> **Directions for this task**
Look below. Copy each line that has "insert" in it.

> **Saved entries**
┏━━
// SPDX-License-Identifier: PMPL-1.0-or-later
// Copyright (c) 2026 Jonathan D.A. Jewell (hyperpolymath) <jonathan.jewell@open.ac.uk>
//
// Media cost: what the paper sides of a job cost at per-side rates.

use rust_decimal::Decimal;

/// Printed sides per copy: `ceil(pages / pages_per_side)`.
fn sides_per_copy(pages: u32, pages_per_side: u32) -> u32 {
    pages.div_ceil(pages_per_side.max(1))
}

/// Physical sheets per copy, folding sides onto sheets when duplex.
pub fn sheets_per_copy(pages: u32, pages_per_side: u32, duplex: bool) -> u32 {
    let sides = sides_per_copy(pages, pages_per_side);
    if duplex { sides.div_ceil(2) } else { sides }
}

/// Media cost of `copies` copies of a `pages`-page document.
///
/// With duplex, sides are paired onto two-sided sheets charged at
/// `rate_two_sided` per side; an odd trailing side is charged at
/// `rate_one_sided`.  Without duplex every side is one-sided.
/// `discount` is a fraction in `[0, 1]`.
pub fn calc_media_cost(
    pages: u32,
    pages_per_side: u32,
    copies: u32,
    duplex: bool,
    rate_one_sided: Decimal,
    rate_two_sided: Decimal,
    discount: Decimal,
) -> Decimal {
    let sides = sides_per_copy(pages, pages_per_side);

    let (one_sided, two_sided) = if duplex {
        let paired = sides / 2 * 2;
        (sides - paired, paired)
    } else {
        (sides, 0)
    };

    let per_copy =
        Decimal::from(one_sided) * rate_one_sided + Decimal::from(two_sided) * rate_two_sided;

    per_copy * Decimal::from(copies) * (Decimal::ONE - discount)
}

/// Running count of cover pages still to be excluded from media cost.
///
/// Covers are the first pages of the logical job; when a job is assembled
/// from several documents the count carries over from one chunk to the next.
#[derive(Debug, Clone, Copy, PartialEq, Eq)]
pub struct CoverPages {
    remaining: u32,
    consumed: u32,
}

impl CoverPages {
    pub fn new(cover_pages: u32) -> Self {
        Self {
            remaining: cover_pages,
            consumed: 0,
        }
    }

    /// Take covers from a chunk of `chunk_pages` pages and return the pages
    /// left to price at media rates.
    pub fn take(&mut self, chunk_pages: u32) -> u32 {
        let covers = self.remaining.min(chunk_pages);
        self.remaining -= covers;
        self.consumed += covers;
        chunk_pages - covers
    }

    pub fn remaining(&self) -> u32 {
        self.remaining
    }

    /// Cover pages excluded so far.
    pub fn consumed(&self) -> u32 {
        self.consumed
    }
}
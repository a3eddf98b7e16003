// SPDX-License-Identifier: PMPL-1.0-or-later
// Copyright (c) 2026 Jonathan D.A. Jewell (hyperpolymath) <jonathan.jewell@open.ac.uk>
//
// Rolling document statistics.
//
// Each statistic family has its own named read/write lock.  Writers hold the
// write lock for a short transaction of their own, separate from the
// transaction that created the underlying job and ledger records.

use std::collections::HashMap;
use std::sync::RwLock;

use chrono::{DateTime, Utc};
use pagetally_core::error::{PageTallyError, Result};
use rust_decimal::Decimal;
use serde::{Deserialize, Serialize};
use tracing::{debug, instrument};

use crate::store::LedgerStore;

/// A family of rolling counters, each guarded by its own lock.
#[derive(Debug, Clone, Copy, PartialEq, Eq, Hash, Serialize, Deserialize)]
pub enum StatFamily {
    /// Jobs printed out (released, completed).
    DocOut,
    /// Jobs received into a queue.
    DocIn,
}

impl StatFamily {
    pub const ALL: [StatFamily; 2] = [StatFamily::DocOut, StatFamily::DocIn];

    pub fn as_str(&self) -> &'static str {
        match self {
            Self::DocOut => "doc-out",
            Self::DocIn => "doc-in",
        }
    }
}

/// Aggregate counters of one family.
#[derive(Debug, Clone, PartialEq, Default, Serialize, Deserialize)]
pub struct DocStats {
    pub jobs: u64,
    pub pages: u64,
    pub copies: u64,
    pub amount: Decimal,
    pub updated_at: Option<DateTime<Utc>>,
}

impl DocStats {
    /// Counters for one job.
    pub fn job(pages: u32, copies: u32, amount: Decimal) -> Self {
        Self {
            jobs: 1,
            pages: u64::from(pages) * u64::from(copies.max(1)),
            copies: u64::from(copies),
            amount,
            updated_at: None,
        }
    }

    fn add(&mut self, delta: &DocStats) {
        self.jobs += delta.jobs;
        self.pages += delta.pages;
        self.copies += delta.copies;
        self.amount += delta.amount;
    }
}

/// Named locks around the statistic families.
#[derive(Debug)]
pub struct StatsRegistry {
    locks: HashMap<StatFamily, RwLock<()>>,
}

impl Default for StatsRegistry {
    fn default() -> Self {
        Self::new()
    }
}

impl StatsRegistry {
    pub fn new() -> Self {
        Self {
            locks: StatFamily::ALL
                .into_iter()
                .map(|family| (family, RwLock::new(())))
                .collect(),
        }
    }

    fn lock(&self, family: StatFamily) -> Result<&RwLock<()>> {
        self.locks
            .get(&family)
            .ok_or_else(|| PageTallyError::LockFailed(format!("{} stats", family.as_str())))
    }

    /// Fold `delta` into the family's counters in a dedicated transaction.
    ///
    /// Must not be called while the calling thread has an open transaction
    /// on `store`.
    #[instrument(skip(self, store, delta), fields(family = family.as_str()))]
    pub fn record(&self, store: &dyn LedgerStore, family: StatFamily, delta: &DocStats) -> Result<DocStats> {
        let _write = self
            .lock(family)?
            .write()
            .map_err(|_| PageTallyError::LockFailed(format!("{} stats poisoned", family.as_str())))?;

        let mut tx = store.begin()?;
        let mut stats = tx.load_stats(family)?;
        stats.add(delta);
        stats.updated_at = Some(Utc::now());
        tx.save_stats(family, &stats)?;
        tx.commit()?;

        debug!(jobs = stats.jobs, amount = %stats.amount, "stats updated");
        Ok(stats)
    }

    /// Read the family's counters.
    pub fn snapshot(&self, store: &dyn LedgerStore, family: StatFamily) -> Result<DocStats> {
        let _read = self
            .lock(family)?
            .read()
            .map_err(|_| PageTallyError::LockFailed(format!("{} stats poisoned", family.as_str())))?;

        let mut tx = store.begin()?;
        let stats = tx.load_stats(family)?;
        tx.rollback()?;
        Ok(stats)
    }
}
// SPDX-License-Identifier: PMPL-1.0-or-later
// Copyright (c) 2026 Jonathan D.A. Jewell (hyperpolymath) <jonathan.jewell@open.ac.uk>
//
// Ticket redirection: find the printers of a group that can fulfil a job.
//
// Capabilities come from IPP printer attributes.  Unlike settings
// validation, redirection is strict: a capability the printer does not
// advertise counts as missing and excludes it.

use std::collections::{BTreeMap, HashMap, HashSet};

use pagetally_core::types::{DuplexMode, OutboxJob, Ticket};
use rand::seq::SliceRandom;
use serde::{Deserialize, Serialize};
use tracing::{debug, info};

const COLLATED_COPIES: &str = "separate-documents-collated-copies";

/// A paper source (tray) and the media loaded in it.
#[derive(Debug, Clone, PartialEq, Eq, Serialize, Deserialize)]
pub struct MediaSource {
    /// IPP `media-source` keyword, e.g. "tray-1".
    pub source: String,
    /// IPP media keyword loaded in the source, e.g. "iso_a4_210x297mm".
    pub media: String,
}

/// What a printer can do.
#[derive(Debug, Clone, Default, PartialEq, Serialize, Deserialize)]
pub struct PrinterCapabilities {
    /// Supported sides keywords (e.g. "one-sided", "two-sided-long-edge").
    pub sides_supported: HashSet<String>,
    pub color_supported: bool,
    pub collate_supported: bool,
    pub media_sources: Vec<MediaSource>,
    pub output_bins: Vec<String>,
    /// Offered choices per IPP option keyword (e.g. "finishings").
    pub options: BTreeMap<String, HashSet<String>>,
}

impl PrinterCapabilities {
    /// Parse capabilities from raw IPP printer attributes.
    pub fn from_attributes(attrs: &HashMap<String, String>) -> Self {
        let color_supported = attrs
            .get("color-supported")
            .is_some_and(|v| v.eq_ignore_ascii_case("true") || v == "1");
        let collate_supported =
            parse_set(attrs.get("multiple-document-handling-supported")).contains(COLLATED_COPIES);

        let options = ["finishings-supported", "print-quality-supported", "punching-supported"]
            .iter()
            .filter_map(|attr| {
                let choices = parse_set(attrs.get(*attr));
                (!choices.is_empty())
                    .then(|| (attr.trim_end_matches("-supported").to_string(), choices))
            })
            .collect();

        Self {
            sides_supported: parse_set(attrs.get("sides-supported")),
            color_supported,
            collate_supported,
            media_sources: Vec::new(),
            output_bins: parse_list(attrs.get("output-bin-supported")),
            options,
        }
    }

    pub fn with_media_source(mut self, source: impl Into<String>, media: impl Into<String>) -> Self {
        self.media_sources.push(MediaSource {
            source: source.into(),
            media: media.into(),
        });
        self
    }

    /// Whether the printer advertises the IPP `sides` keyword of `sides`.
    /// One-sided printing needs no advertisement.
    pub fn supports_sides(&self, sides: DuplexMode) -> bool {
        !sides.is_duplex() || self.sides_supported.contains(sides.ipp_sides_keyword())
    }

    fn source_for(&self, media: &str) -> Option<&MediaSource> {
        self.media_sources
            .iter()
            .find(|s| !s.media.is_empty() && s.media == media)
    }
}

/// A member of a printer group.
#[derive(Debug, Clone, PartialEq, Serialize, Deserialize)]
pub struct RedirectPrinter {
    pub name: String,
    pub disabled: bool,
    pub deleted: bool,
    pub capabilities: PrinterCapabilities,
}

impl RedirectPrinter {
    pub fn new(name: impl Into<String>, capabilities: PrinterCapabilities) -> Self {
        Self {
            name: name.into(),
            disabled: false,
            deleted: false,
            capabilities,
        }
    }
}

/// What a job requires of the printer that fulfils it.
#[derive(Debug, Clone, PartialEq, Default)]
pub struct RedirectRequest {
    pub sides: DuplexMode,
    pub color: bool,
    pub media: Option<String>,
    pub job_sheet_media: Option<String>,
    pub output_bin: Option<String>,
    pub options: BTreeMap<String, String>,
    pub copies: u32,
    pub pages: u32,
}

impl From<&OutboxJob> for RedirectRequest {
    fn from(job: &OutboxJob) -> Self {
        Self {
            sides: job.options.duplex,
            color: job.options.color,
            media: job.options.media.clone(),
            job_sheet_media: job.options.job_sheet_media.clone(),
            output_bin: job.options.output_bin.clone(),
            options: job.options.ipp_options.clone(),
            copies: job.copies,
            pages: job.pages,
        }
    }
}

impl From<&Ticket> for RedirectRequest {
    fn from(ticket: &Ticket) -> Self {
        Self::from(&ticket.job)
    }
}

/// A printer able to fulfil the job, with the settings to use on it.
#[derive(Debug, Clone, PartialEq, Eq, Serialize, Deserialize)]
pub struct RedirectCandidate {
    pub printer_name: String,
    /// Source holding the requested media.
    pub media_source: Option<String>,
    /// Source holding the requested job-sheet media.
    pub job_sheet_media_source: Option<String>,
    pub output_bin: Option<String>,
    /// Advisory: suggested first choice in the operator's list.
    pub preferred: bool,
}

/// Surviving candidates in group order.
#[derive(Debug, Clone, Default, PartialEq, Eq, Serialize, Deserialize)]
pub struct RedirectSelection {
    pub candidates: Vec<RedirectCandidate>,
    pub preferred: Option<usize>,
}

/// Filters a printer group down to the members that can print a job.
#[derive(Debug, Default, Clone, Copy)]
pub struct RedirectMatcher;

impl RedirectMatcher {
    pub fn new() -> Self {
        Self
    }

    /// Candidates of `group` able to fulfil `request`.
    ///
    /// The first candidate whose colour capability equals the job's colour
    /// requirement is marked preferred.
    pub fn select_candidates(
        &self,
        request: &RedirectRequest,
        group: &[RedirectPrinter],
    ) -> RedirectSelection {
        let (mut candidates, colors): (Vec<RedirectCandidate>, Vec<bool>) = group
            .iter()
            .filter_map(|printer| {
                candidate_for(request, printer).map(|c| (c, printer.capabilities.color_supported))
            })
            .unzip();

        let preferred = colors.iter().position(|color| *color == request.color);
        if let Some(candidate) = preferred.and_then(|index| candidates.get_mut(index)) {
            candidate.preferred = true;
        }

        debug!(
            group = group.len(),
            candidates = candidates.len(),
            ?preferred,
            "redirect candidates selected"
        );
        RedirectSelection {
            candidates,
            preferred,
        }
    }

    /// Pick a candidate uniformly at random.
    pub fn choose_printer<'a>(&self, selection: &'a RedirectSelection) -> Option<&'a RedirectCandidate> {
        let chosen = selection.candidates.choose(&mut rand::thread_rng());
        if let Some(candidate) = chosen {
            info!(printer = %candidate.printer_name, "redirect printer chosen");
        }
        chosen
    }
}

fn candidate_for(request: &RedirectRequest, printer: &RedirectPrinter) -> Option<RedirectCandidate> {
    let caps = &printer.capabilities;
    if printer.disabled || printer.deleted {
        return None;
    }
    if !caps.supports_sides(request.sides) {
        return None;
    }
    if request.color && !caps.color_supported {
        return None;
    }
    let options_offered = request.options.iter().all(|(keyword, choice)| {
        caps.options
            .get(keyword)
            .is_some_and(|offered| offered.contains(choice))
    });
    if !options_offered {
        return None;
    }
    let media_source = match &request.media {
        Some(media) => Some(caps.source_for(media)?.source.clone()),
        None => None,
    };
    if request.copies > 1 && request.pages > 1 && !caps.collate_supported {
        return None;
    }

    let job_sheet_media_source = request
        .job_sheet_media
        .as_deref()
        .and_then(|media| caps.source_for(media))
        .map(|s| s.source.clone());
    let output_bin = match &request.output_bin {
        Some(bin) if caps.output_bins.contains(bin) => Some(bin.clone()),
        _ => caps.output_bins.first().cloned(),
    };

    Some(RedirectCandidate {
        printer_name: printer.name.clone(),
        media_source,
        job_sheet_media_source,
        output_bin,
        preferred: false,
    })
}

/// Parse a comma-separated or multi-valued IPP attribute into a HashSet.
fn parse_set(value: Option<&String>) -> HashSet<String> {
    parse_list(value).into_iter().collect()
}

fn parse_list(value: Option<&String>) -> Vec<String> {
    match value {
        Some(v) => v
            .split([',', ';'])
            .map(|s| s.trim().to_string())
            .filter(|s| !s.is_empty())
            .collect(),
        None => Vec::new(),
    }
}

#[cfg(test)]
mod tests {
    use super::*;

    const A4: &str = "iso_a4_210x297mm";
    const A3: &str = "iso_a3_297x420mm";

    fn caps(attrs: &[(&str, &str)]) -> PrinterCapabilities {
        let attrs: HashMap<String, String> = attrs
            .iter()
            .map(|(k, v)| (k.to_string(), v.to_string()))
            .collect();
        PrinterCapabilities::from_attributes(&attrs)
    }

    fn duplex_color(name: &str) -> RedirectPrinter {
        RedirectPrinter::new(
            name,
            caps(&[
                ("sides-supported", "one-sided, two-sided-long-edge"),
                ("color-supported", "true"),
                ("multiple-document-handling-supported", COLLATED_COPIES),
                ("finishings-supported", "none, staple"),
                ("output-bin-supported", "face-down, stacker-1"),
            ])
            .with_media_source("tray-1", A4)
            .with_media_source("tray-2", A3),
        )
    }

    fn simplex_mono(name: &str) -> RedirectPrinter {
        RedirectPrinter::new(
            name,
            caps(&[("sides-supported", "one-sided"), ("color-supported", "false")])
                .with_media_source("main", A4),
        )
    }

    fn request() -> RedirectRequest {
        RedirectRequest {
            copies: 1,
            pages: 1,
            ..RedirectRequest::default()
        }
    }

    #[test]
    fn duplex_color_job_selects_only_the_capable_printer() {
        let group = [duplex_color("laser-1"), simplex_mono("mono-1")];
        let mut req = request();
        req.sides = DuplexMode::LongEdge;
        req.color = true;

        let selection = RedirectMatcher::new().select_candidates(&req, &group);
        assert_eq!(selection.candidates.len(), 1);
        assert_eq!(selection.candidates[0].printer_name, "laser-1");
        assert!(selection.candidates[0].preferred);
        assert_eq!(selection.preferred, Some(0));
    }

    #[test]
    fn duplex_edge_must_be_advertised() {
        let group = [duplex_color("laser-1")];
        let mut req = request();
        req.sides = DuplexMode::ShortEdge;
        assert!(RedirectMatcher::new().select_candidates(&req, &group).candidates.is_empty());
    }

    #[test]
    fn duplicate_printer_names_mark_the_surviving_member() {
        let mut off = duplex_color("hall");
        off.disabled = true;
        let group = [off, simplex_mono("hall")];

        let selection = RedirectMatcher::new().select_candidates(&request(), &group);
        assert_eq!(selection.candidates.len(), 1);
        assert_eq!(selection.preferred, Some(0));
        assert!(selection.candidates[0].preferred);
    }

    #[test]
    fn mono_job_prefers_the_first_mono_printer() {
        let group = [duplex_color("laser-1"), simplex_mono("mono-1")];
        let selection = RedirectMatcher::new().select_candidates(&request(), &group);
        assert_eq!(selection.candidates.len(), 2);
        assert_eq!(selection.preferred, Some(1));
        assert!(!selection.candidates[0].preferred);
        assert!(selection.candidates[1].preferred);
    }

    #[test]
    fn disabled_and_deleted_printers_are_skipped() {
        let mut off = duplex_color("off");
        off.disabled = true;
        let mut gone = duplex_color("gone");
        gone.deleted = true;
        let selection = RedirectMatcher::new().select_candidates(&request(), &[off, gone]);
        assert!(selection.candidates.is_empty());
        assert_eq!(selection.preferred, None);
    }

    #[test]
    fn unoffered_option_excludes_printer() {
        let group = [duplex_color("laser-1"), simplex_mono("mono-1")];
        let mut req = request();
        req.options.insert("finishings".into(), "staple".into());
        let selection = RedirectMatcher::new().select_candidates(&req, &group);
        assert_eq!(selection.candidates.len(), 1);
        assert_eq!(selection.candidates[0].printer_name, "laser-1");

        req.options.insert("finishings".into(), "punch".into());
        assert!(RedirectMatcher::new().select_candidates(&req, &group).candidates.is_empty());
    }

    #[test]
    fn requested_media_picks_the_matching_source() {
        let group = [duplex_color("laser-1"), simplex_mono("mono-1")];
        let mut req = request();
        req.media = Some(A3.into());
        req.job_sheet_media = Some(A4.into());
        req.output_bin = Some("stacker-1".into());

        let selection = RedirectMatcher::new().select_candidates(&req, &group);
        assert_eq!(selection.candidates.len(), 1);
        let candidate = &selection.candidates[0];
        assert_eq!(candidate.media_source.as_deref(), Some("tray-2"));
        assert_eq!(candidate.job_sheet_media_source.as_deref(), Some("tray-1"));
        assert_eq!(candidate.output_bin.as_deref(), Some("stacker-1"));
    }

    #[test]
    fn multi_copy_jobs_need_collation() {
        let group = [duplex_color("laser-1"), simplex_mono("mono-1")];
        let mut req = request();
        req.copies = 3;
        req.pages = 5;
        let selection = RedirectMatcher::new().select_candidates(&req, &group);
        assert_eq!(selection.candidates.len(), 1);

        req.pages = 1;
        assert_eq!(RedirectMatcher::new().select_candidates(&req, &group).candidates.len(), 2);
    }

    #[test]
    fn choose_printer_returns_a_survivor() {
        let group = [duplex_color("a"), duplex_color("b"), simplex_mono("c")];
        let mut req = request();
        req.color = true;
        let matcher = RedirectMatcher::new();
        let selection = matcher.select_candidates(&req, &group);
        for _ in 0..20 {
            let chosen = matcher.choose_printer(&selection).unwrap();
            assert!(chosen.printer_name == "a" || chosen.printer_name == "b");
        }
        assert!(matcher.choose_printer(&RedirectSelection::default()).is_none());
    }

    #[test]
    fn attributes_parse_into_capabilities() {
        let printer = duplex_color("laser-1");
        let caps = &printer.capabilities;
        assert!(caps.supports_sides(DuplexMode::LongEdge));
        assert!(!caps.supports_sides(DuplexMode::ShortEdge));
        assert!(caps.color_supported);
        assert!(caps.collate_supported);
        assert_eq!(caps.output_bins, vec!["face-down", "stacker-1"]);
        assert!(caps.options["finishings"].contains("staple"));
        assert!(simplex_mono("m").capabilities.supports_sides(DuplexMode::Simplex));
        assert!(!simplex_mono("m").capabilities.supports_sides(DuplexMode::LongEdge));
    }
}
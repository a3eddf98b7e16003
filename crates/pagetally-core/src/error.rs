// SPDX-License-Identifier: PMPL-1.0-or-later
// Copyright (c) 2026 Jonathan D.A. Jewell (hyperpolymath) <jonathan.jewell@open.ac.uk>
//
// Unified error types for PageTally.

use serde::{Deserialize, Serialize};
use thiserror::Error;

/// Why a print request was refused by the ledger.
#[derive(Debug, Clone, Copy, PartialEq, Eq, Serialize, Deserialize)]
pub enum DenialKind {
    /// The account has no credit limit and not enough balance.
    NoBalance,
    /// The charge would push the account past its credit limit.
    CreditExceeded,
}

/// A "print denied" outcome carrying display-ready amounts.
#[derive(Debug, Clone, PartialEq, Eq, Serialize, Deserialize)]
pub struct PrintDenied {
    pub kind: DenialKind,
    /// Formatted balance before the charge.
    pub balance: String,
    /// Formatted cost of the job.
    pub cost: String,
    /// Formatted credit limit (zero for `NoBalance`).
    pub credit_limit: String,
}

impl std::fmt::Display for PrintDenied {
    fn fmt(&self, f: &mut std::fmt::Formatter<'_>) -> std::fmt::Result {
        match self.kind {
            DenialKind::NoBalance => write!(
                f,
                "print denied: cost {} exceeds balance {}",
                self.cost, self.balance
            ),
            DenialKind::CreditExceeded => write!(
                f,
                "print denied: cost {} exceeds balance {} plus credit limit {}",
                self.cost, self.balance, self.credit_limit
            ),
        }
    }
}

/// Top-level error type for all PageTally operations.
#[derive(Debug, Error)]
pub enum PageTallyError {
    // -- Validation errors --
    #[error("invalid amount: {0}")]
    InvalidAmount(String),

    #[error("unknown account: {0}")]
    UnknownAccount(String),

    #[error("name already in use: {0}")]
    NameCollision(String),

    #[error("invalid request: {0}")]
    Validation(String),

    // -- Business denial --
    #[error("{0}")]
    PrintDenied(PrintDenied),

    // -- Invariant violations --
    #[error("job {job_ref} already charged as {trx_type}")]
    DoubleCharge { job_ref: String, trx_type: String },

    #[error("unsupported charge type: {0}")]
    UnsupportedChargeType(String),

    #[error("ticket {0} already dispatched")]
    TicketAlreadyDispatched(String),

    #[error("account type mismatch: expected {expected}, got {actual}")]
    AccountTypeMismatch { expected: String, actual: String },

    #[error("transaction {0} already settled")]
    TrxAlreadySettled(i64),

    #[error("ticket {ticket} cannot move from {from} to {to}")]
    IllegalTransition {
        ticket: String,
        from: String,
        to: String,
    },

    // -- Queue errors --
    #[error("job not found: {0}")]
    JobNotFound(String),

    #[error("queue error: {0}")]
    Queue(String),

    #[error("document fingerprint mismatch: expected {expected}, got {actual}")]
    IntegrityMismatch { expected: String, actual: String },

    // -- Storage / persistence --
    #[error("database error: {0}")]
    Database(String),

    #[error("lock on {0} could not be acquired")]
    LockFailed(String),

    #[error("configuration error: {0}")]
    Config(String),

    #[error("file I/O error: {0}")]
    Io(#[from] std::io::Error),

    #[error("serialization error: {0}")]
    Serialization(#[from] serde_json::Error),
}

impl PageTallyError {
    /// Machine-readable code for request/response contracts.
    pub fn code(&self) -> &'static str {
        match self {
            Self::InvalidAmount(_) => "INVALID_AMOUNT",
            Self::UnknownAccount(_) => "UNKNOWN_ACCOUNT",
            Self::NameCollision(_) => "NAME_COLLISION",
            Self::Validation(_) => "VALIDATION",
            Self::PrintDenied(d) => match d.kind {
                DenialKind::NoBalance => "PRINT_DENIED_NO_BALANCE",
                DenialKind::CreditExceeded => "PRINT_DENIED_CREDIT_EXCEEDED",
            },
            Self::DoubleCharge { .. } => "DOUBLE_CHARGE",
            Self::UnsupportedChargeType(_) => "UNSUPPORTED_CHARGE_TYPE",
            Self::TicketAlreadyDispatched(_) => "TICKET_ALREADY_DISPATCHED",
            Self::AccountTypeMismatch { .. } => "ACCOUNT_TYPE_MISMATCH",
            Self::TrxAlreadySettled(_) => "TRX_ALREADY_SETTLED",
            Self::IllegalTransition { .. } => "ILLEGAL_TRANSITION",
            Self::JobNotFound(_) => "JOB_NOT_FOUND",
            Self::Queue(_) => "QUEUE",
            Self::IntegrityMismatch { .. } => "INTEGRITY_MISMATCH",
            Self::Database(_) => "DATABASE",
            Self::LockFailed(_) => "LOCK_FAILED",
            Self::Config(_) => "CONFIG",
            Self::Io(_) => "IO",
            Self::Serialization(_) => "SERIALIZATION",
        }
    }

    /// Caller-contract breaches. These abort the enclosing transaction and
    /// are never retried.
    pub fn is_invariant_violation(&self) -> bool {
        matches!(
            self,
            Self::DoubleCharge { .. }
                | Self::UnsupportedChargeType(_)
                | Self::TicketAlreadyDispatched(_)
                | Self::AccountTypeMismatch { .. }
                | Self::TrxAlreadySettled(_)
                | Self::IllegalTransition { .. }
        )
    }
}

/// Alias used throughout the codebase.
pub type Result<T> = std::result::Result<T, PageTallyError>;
┗━━
> **Answer to this task**
        req.options.insert("finishings".into(), "staple".into());
        req.options.insert("finishings".into(), "punch".into());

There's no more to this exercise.